Input records:

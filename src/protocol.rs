//! JSON messages exchanged over the replay WebSocket.
//!
//! Client commands are tagged by `command`, server events by `type`:
//!
//! ```json
//! {"command": "start", "timeframe": "1h", "speed": 2.0, "start_date": "2024-03-01"}
//! {"type": "bar", "symbol": "GOLD", "timeframe": "1h", "bar": {"time": "...", "open": 1.0, ...}}
//! ```

use crate::bar::{Bar, Timeframe};
use crate::replay::{validate_speed, ReplayError};
use chrono::NaiveDate;
use serde::{Deserialize, Serialize};
use std::fmt;

fn default_speed() -> f64 {
    1.0
}

/// Commands sent by the client
#[derive(Debug, Clone, PartialEq, Serialize, Deserialize)]
#[serde(tag = "command", rename_all = "lowercase")]
pub enum ReplayCommand {
    /// Start (or restart) streaming bars from `start_date`
    Start {
        #[serde(default)]
        timeframe: Timeframe,
        #[serde(default = "default_speed")]
        speed: f64,
        #[serde(default, skip_serializing_if = "Option::is_none")]
        start_date: Option<NaiveDate>,
    },
    Pause,
    Resume,
    Stop,
}

impl ReplayCommand {
    /// Start command with default timeframe and speed.
    pub fn start() -> Self {
        ReplayCommand::Start {
            timeframe: Timeframe::default(),
            speed: default_speed(),
            start_date: None,
        }
    }

    /// Checks argument ranges (`0 < speed <= 10`).
    pub fn validate(&self) -> Result<(), ReplayError> {
        if let ReplayCommand::Start { speed, .. } = self {
            validate_speed(*speed)?;
        }
        Ok(())
    }

    pub fn name(&self) -> &'static str {
        match self {
            ReplayCommand::Start { .. } => "start",
            ReplayCommand::Pause => "pause",
            ReplayCommand::Resume => "resume",
            ReplayCommand::Stop => "stop",
        }
    }
}

/// Events sent by the server
#[derive(Debug, Clone, PartialEq, Serialize, Deserialize)]
#[serde(tag = "type", rename_all = "lowercase")]
pub enum ReplayEvent {
    Connected {
        symbol: String,
        #[serde(default)]
        message: String,
    },
    Bar {
        #[serde(default)]
        symbol: String,
        #[serde(default)]
        timeframe: Timeframe,
        bar: Bar,
    },
    Paused {
        #[serde(default)]
        message: String,
    },
    Resumed {
        #[serde(default)]
        message: String,
    },
    Stopped {
        #[serde(default)]
        message: String,
    },
    Finished {
        #[serde(default)]
        symbol: String,
        #[serde(default)]
        message: String,
    },
    Error {
        message: String,
    },
    Heartbeat {
        #[serde(default)]
        timestamp: String,
    },
}

impl ReplayEvent {
    pub fn connected(symbol: &str) -> Self {
        ReplayEvent::Connected {
            symbol: symbol.to_string(),
            message: format!("Connected to {} replay stream", symbol),
        }
    }

    pub fn paused() -> Self {
        ReplayEvent::Paused {
            message: "Replay paused".to_string(),
        }
    }

    pub fn resumed() -> Self {
        ReplayEvent::Resumed {
            message: "Replay resumed".to_string(),
        }
    }

    pub fn stopped() -> Self {
        ReplayEvent::Stopped {
            message: "Replay stopped".to_string(),
        }
    }

    pub fn finished(symbol: &str) -> Self {
        ReplayEvent::Finished {
            symbol: symbol.to_string(),
            message: "Replay completed".to_string(),
        }
    }

    pub fn error(message: impl Into<String>) -> Self {
        ReplayEvent::Error {
            message: message.into(),
        }
    }
}

/// Frame that could not be decoded
#[derive(Debug, Clone, PartialEq)]
pub struct MalformedMessage {
    pub raw: String,
    pub reason: String,
}

impl fmt::Display for MalformedMessage {
    fn fmt(&self, f: &mut fmt::Formatter<'_>) -> fmt::Result {
        write!(f, "Malformed message ({}): {}", self.reason, self.raw)
    }
}

impl std::error::Error for MalformedMessage {}

fn decode<T: serde::de::DeserializeOwned>(raw: &str) -> Result<T, MalformedMessage> {
    serde_json::from_str(raw).map_err(|err| MalformedMessage {
        raw: raw.chars().take(200).collect(),
        reason: err.to_string(),
    })
}

pub fn decode_command(raw: &str) -> Result<ReplayCommand, MalformedMessage> {
    decode(raw)
}

pub fn decode_event(raw: &str) -> Result<ReplayEvent, MalformedMessage> {
    decode(raw)
}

Exercise details: Every line above that holds the string "ReplayEvent" should be returned.

Answer area:
pub enum ReplayEvent {
impl ReplayEvent {
        ReplayEvent::Connected {
        ReplayEvent::Paused {
        ReplayEvent::Resumed {
        ReplayEvent::Stopped {
        ReplayEvent::Finished {
        ReplayEvent::Error {
pub fn decode_event(raw: &str) -> Result<ReplayEvent, MalformedMessage> {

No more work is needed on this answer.